## Exercise instructions
Going through the data below, please show each line containing the string "SupabaseRecords".

## Material for this exercise

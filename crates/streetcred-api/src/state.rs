//! # Application State
//!
//! Shared state for the Axum application: configuration, the report service
//! (which owns the reward engine), metrics, and the optional Postgres pool
//! used by the readiness probe.
//!
//! Backends are chosen at startup, so the collaborators are enums that
//! dispatch to the concrete store, blob store or classifier.

use std::sync::Arc;
use std::time::Duration;

use sqlx::PgPool;
use streetcred_client::{GeminiClassifier, SupabaseRecords, SupabaseStorage};
use streetcred_core::{
    Badge, BadgeId, BadgePool, Coordinates, EarnedBadge, NewBadge, NewReport, PointsChange,
    Profile, Report, UserBadge, UserId,
};
use streetcred_rewards::{
    AwardInsert, BlobError, BlobStore, ClassifierError, FixedClassifier, LocationClassifier,
    MemoryStore, NearestNeighborhoodClassifier, RecordStore, ReportService, RewardEngine,
    StoreError,
};

use crate::auth::SecretString;
use crate::db::PgRecords;
use crate::middleware::metrics::ApiMetrics;
use crate::middleware::rate_limit::RateLimitConfig;

/// Record store backend.
#[derive(Debug, Clone)]
pub enum Records {
    Memory(MemoryStore),
    Rest(SupabaseRecords),
    Postgres(PgRecords),
}

/// Image storage backend.
#[derive(Debug, Clone)]
pub enum Blobs {
    Memory(MemoryStore),
    Supabase(SupabaseStorage),
}

/// Location classifier backend.
#[derive(Debug, Clone)]
pub enum Classifier {
    Gemini(GeminiClassifier),
    Nearest(NearestNeighborhoodClassifier),
    Fixed(FixedClassifier),
}

macro_rules! dispatch_records {
    ($self:ident, $s:ident => $call:expr) => {
        match $self {
            Records::Memory($s) => $call,
            Records::Rest($s) => $call,
            Records::Postgres($s) => $call,
        }
    };
}

impl RecordStore for Records {
    async fn profile(&self, user_id: &UserId) -> Result<Option<Profile>, StoreError> {
        dispatch_records!(self, s => s.profile(user_id).await)
    }

    async fn increment_points(
        &self,
        user_id: &UserId,
        delta: u32,
    ) -> Result<Option<PointsChange>, StoreError> {
        dispatch_records!(self, s => s.increment_points(user_id, delta).await)
    }

    async fn leaderboard(&self, limit: u32) -> Result<Vec<Profile>, StoreError> {
        dispatch_records!(self, s => s.leaderboard(limit).await)
    }

    async fn awarded_milestones(
        &self,
        user_id: &UserId,
    ) -> Result<std::collections::BTreeSet<u32>, StoreError> {
        dispatch_records!(self, s => s.awarded_milestones(user_id).await)
    }

    async fn badge_pool(&self, pool: &BadgePool) -> Result<Vec<Badge>, StoreError> {
        dispatch_records!(self, s => s.badge_pool(pool).await)
    }

    async fn insert_badge(&self, badge: &NewBadge) -> Result<Badge, StoreError> {
        dispatch_records!(self, s => s.insert_badge(badge).await)
    }

    async fn insert_award(
        &self,
        user_id: &UserId,
        badge_id: BadgeId,
        milestone: u32,
    ) -> Result<AwardInsert, StoreError> {
        dispatch_records!(self, s => s.insert_award(user_id, badge_id, milestone).await)
    }

    async fn replace_award(
        &self,
        user_id: &UserId,
        milestone: u32,
        badge_id: BadgeId,
    ) -> Result<Option<UserBadge>, StoreError> {
        dispatch_records!(self, s => s.replace_award(user_id, milestone, badge_id).await)
    }

    async fn user_badges(&self, user_id: &UserId) -> Result<Vec<EarnedBadge>, StoreError> {
        dispatch_records!(self, s => s.user_badges(user_id).await)
    }

    async fn insert_report(&self, report: &NewReport) -> Result<Report, StoreError> {
        dispatch_records!(self, s => s.insert_report(report).await)
    }

    async fn reports_by_user(&self, user_id: &UserId) -> Result<Vec<Report>, StoreError> {
        dispatch_records!(self, s => s.reports_by_user(user_id).await)
    }

    async fn recent_reports(&self, limit: u32) -> Result<Vec<Report>, StoreError> {
        dispatch_records!(self, s => s.recent_reports(limit).await)
    }

    async fn all_reports(&self) -> Result<Vec<Report>, StoreError> {
        dispatch_records!(self, s => s.all_reports().await)
    }
}

impl BlobStore for Blobs {
    async fn upload(&self, path: &str, bytes: Vec<u8>, content_type: &str) -> Result<(), BlobError> {
        match self {
            Self::Memory(s) => s.upload(path, bytes, content_type).await,
            Self::Supabase(s) => s.upload(path, bytes, content_type).await,
        }
    }

    fn public_url(&self, path: &str) -> String {
        match self {
            Self::Memory(s) => s.public_url(path),
            Self::Supabase(s) => s.public_url(path),
        }
    }
}

impl LocationClassifier for Classifier {
    async fn classify(&self, at: &Coordinates) -> Result<String, ClassifierError> {
        match self {
            Self::Gemini(c) => c.classify(at).await,
            Self::Nearest(c) => c.classify(at).await,
            Self::Fixed(c) => c.classify(at).await,
        }
    }
}

pub type Engine = RewardEngine<Records, Classifier>;
pub type Reports = ReportService<Records, Blobs, Classifier>;

/// Application configuration.
#[derive(Debug, Clone)]
pub struct AppConfig {
    /// HTTP listen port.
    pub port: u16,
    /// Static bearer token. `None` disables authentication.
    pub auth_token: Option<SecretString>,
    /// Allowed CORS origin. `None` allows any origin.
    pub cors_allow_origin: Option<String>,
    pub rate_limit: RateLimitConfig,
    /// Seed for badge draws. `None` seeds from OS entropy.
    pub seed: Option<u64>,
}

impl Default for AppConfig {
    fn default() -> Self {
        Self {
            port: 8000,
            auth_token: None,
            cors_allow_origin: None,
            rate_limit: RateLimitConfig::default(),
            seed: None,
        }
    }
}

impl AppConfig {
    /// Load from environment variables.
    ///
    /// - `PORT` (default 8000)
    /// - `AUTH_TOKEN` (unset or empty disables auth)
    /// - `CORS_ALLOW_ORIGIN`
    /// - `RATE_LIMIT_PER_MINUTE` (default 300, 0 disables)
    /// - `STREETCRED_SEED`
    ///
    /// Unparseable numbers fall back to the default with a warning.
    pub fn from_env() -> Self {
        let defaults = Self::default();
        Self {
            port: env_parse("PORT").unwrap_or(defaults.port),
            auth_token: env_nonempty("AUTH_TOKEN").map(SecretString::new),
            cors_allow_origin: env_nonempty("CORS_ALLOW_ORIGIN"),
            rate_limit: RateLimitConfig {
                max_requests: env_parse("RATE_LIMIT_PER_MINUTE")
                    .unwrap_or(defaults.rate_limit.max_requests),
                window: Duration::from_secs(60),
            },
            seed: env_parse("STREETCRED_SEED"),
        }
    }
}

fn env_nonempty(var: &str) -> Option<String> {
    std::env::var(var).ok().filter(|v| !v.trim().is_empty())
}

fn env_parse<T: std::str::FromStr>(var: &str) -> Option<T> {
    let raw = env_nonempty(var)?;
    match raw.trim().parse() {
        Ok(v) => Some(v),
        Err(_) => {
            tracing::warn!(var, value = %raw, "ignoring unparseable environment variable");
            None
        }
    }
}

/// Shared application state passed to all route handlers.
#[derive(Debug, Clone)]
pub struct AppState {
    pub config: AppConfig,
    pub reports: Arc<Reports>,
    pub metrics: Option<ApiMetrics>,
    pub db_pool: Option<PgPool>,
}

impl AppState {
    /// In-memory state with the nearest-neighborhood classifier and default
    /// configuration.
    pub fn new() -> Self {
        Self::in_memory(
            AppConfig::default(),
            MemoryStore::new(),
            Classifier::Nearest(NearestNeighborhoodClassifier),
        )
    }

    /// State over one in-memory store serving both records and images.
    pub fn in_memory(config: AppConfig, store: MemoryStore, classifier: Classifier) -> Self {
        Self::with_backends(
            config,
            Records::Memory(store.clone()),
            Blobs::Memory(store),
            classifier,
            None,
        )
    }

    pub fn with_backends(
        config: AppConfig,
        records: Records,
        blobs: Blobs,
        classifier: Classifier,
        db_pool: Option<PgPool>,
    ) -> Self {
        let engine = match config.seed {
            Some(seed) => RewardEngine::with_seed(records, classifier, seed),
            None => RewardEngine::new(records, classifier),
        };
        let metrics = match ApiMetrics::new() {
            Ok(m) => Some(m),
            Err(e) => {
                tracing::error!(error = %e, "metrics registry unavailable, continuing without metrics");
                None
            }
        };
        Self {
            config,
            reports: Arc::new(ReportService::new(Arc::new(engine), blobs)),
            metrics,
            db_pool,
        }
    }

    pub fn engine(&self) -> &Engine {
        self.reports.engine()
    }
}

impl Default for AppState {
    fn default() -> Self {
        Self::new()
    }
}

#[cfg(test)]
mod tests {
    use super::*;

    #[tokio::test]
    async fn records_enum_dispatches_to_memory() {
        let store = MemoryStore::new();
        store.upsert_profile(UserId::new("alice").unwrap(), None, 3);
        let records = Records::Memory(store);
        let profile = records
            .profile(&UserId::new("alice").unwrap())
            .await
            .unwrap()
            .unwrap();
        assert_eq!(profile.points, 3);
    }

    #[tokio::test]
    async fn classifier_enum_dispatches() {
        let at = Coordinates::new(40.8120, -73.9462).unwrap();
        let nearest = Classifier::Nearest(NearestNeighborhoodClassifier);
        let fixed = Classifier::Fixed(FixedClassifier::new("BlackRock"));
        assert_eq!(nearest.classify(&at).await.unwrap(), "Harlem");
        assert_eq!(fixed.classify(&at).await.unwrap(), "BlackRock");
    }

    #[test]
    fn default_config() {
        let config = AppConfig::default();
        assert_eq!(config.port, 8000);
        assert!(config.auth_token.is_none());
        assert!(config.seed.is_none());
    }

    #[test]
    fn new_state_has_metrics() {
        assert!(AppState::new().metrics.is_some());
    }
}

## Result
use streetcred_client::{GeminiClassifier, SupabaseRecords, SupabaseStorage};
    Rest(SupabaseRecords),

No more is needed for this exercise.